--- ENTRIES SHOWN ---

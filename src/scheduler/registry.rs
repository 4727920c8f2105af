//! In-memory task registry.
//!
//! Registration happens once at startup, but enable/disable, manual triggers
//! and scheduled fires race with each other, so every access goes through one
//! `RwLock`. Critical sections never span an `.await`.

use std::collections::HashMap;
use std::sync::{Arc, PoisonError, RwLock, RwLockReadGuard, RwLockWriteGuard};
use std::time::Duration;

use chrono::{DateTime, Utc};
use serde::Serialize;

use super::task::{TaskHandler, TaskSpec};
use super::trigger::Trigger;
use crate::error::{Result, SchedulerError};

struct TaskEntry {
    schedule: String,
    trigger: Trigger,
    handler: Arc<dyn TaskHandler>,
    enabled: bool,
    global: bool,
    timeout: Option<Duration>,
    last_run: Option<DateTime<Utc>>,
    next_fire: Option<DateTime<Utc>>,
    running: bool,
}

/// Point-in-time view of one registered task.
#[derive(Debug, Clone, Serialize)]
pub struct TaskSnapshot {
    pub name: String,
    pub schedule: String,
    pub enabled: bool,
    pub global: bool,
    pub running: bool,
    pub last_run: Option<DateTime<Utc>>,
    pub next_fire: Option<DateTime<Utc>>,
}

/// What the engine needs to run a task once it has claimed the run slot.
pub(crate) struct RunTicket {
    pub handler: Arc<dyn TaskHandler>,
    pub global: bool,
    pub timeout: Option<Duration>,
}

pub(crate) enum BeginRun {
    Ready(RunTicket, RunSlot),
    Disabled,
    AlreadyRunning,
    Unknown,
}

#[derive(Clone, Default)]
pub struct TaskRegistry {
    tasks: Arc<RwLock<HashMap<String, TaskEntry>>>,
}

impl TaskRegistry {
    pub fn new() -> Self {
        Self::default()
    }

    fn read(&self) -> RwLockReadGuard<'_, HashMap<String, TaskEntry>> {
        self.tasks.read().unwrap_or_else(PoisonError::into_inner)
    }

    fn write(&self) -> RwLockWriteGuard<'_, HashMap<String, TaskEntry>> {
        self.tasks.write().unwrap_or_else(PoisonError::into_inner)
    }

    /// Add a task. The schedule is parsed here so a bad expression fails
    /// registration instead of silently never firing.
    pub fn register(&self, spec: TaskSpec, now: DateTime<Utc>) -> Result<()> {
        let trigger = Trigger::parse(&spec.schedule)?;
        let mut tasks = self.write();
        if tasks.contains_key(&spec.name) {
            return Err(SchedulerError::DuplicateTask { name: spec.name });
        }
        let next_fire = trigger.next_after(now);
        tasks.insert(
            spec.name,
            TaskEntry {
                schedule: spec.schedule,
                trigger,
                handler: spec.handler,
                enabled: spec.enabled,
                global: spec.global,
                timeout: spec.timeout,
                last_run: None,
                next_fire,
                running: false,
            },
        );
        Ok(())
    }

    pub fn set_enabled(&self, name: &str, enabled: bool) -> Result<()> {
        let mut tasks = self.write();
        let entry = tasks.get_mut(name).ok_or_else(|| SchedulerError::UnknownTask {
            name: name.to_string(),
        })?;
        entry.enabled = enabled;
        Ok(())
    }

    pub fn is_enabled(&self, name: &str) -> bool {
        self.read().get(name).is_some_and(|e| e.enabled)
    }

    pub fn contains(&self, name: &str) -> bool {
        self.read().contains_key(name)
    }

    /// Names of tasks whose next fire is at or before `now`, advancing each
    /// one's next fire past `now`.
    ///
    /// Disabled tasks are returned as well; the engine decides to skip them.
    pub fn take_due(&self, now: DateTime<Utc>) -> Vec<String> {
        let mut tasks = self.write();
        let mut due = Vec::new();
        for (name, entry) in tasks.iter_mut() {
            let Some(slot) = entry.next_fire else { continue };
            if slot > now {
                continue;
            }
            // Keep interval cadence anchored to the slot, but never queue a
            // backlog of missed slots.
            entry.next_fire = match entry.trigger.next_after(slot) {
                Some(next) if next > now => Some(next),
                _ => entry.trigger.next_after(now),
            };
            due.push(name.clone());
        }
        due.sort();
        due
    }

    /// Claim the run slot for `name`. Only one run per task may be in flight
    /// on this node; the returned [`RunSlot`] frees it on drop.
    pub(crate) fn begin_run(&self, name: &str) -> BeginRun {
        let mut tasks = self.write();
        let Some(entry) = tasks.get_mut(name) else {
            return BeginRun::Unknown;
        };
        if !entry.enabled {
            return BeginRun::Disabled;
        }
        if entry.running {
            return BeginRun::AlreadyRunning;
        }
        entry.running = true;
        BeginRun::Ready(
            RunTicket {
                handler: entry.handler.clone(),
                global: entry.global,
                timeout: entry.timeout,
            },
            RunSlot {
                registry: self.clone(),
                name: name.to_string(),
                ran_at: None,
            },
        )
    }

    fn finish_run(&self, name: &str, ran_at: Option<DateTime<Utc>>) {
        if let Some(entry) = self.write().get_mut(name) {
            entry.running = false;
            if ran_at.is_some() {
                entry.last_run = ran_at;
            }
        }
    }

    pub fn snapshot(&self) -> Vec<TaskSnapshot> {
        let mut out: Vec<TaskSnapshot> = self
            .read()
            .iter()
            .map(|(name, e)| TaskSnapshot {
                name: name.clone(),
                schedule: e.schedule.clone(),
                enabled: e.enabled,
                global: e.global,
                running: e.running,
                last_run: e.last_run,
                next_fire: e.next_fire,
            })
            .collect();
        out.sort_by(|a, b| a.name.cmp(&b.name));
        out
    }

    pub fn get(&self, name: &str) -> Option<TaskSnapshot> {
        self.snapshot().into_iter().find(|s| s.name == name)
    }
}

/// Marks a task as running until dropped. Dropping it (normally or while
/// unwinding) clears the running flag and records the last run, if any.
pub(crate) struct RunSlot {
    registry: TaskRegistry,
    name: String,
    ran_at: Option<DateTime<Utc>>,
}

impl RunSlot {
    /// Record that the handler was invoked at `at`.
    pub fn mark_ran(&mut self, at: DateTime<Utc>) {
        self.ran_at = Some(at);
    }
}

impl Drop for RunSlot {
    fn drop(&mut self) {
        self.registry.finish_run(&self.name, self.ran_at);
    }
}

---

REQUIRED WORK: Retype the material above in full, keeping every word as it stands.

SOLUTION TO THIS EXERCISE:
filename src/scheduler/registry.rs
repository 4727920c8f2105af
//! In-memory task registry.
//!
//! Registration happens once at startup, but enable/disable, manual triggers
//! and scheduled fires race with each other, so every access goes through one
//! `RwLock`. Critical sections never span an `.await`.

use std::collections::HashMap;
use std::sync::{Arc, PoisonError, RwLock, RwLockReadGuard, RwLockWriteGuard};
use std::time::Duration;

use chrono::{DateTime, Utc};
use serde::Serialize;

use super::task::{TaskHandler, TaskSpec};
use super::trigger::Trigger;
use crate::error::{Result, SchedulerError};

struct TaskEntry {
    schedule: String,
    trigger: Trigger,
    handler: Arc<dyn TaskHandler>,
    enabled: bool,
    global: bool,
    timeout: Option<Duration>,
    last_run: Option<DateTime<Utc>>,
    next_fire: Option<DateTime<Utc>>,
    running: bool,
}

/// Point-in-time view of one registered task.
#[derive(Debug, Clone, Serialize)]
pub struct TaskSnapshot {
    pub name: String,
    pub schedule: String,
    pub enabled: bool,
    pub global: bool,
    pub running: bool,
    pub last_run: Option<DateTime<Utc>>,
    pub next_fire: Option<DateTime<Utc>>,
}

/// What the engine needs to run a task once it has claimed the run slot.
pub(crate) struct RunTicket {
    pub handler: Arc<dyn TaskHandler>,
    pub global: bool,
    pub timeout: Option<Duration>,
}

pub(crate) enum BeginRun {
    Ready(RunTicket, RunSlot),
    Disabled,
    AlreadyRunning,
    Unknown,
}

#[derive(Clone, Default)]
pub struct TaskRegistry {
    tasks: Arc<RwLock<HashMap<String, TaskEntry>>>,
}

impl TaskRegistry {
    pub fn new() -> Self {
        Self::default()
    }

    fn read(&self) -> RwLockReadGuard<'_, HashMap<String, TaskEntry>> {
        self.tasks.read().unwrap_or_else(PoisonError::into_inner)
    }

    fn write(&self) -> RwLockWriteGuard<'_, HashMap<String, TaskEntry>> {
        self.tasks.write().unwrap_or_else(PoisonError::into_inner)
    }

    /// Add a task. The schedule is parsed here so a bad expression fails
    /// registration instead of silently never firing.
    pub fn register(&self, spec: TaskSpec, now: DateTime<Utc>) -> Result<()> {
        let trigger = Trigger::parse(&spec.schedule)?;
        let mut tasks = self.write();
        if tasks.contains_key(&spec.name) {
            return Err(SchedulerError::DuplicateTask { name: spec.name });
        }
        let next_fire = trigger.next_after(now);
        tasks.insert(
            spec.name,
            TaskEntry {
                schedule: spec.schedule,
                trigger,
                handler: spec.handler,
                enabled: spec.enabled,
                global: spec.global,
                timeout: spec.timeout,
                last_run: None,
                next_fire,
                running: false,
            },
        );
        Ok(())
    }

    pub fn set_enabled(&self, name: &str, enabled: bool) -> Result<()> {
        let mut tasks = self.write();
        let entry = tasks.get_mut(name).ok_or_else(|| SchedulerError::UnknownTask {
            name: name.to_string(),
        })?;
        entry.enabled = enabled;
        Ok(())
    }

    pub fn is_enabled(&self, name: &str) -> bool {
        self.read().get(name).is_some_and(|e| e.enabled)
    }

    pub fn contains(&self, name: &str) -> bool {
        self.read().contains_key(name)
    }

    /// Names of tasks whose next fire is at or before `now`, advancing each
    /// one's next fire past `now`.
    ///
    /// Disabled tasks are returned as well; the engine decides to skip them.
    pub fn take_due(&self, now: DateTime<Utc>) -> Vec<String> {
        let mut tasks = self.write();
        let mut due = Vec::new();
        for (name, entry) in tasks.iter_mut() {
            let Some(slot) = entry.next_fire else { continue };
            if slot > now {
                continue;
            }
            // Keep interval cadence anchored to the slot, but never queue a
            // backlog of missed slots.
            entry.next_fire = match entry.trigger.next_after(slot) {
                Some(next) if next > now => Some(next),
                _ => entry.trigger.next_after(now),
            };
            due.push(name.clone());
        }
        due.sort();
        due
    }

    /// Claim the run slot for `name`. Only one run per task may be in flight
    /// on this node; the returned [`RunSlot`] frees it on drop.
    pub(crate) fn begin_run(&self, name: &str) -> BeginRun {
        let mut tasks = self.write();
        let Some(entry) = tasks.get_mut(name) else {
            return BeginRun::Unknown;
        };
        if !entry.enabled {
            return BeginRun::Disabled;
        }
        if entry.running {
            return BeginRun::AlreadyRunning;
        }
        entry.running = true;
        BeginRun::Ready(
            RunTicket {
                handler: entry.handler.clone(),
                global: entry.global,
                timeout: entry.timeout,
            },
            RunSlot {
                registry: self.clone(),
                name: name.to_string(),
                ran_at: None,
            },
        )
    }

    fn finish_run(&self, name: &str, ran_at: Option<DateTime<Utc>>) {
        if let Some(entry) = self.write().get_mut(name) {
            entry.running = false;
            if ran_at.is_some() {
                entry.last_run = ran_at;
            }
        }
    }

    pub fn snapshot(&self) -> Vec<TaskSnapshot> {
        let mut out: Vec<TaskSnapshot> = self
            .read()
            .iter()
            .map(|(name, e)| TaskSnapshot {
                name: name.clone(),
                schedule: e.schedule.clone(),
                enabled: e.enabled,
                global: e.global,
                running: e.running,
                last_run: e.last_run,
                next_fire: e.next_fire,
            })
            .collect();
        out.sort_by(|a, b| a.name.cmp(&b.name));
        out
    }

    pub fn get(&self, name: &str) -> Option<TaskSnapshot> {
        self.snapshot().into_iter().find(|s| s.name == name)
    }
}

/// Marks a task as running until dropped. Dropping it (normally or while
/// unwinding) clears the running flag and records the last run, if any.
pub(crate) struct RunSlot {
    registry: TaskRegistry,
    name: String,
    ran_at: Option<DateTime<Utc>>,
}

impl RunSlot {
    /// Record that the handler was invoked at `at`.
    pub fn mark_ran(&mut self, at: DateTime<Utc>) {
        self.ran_at = Some(at);
    }
}

impl Drop for RunSlot {
    fn drop(&mut self) {
        self.registry.finish_run(&self.name, self.ran_at);
    }
}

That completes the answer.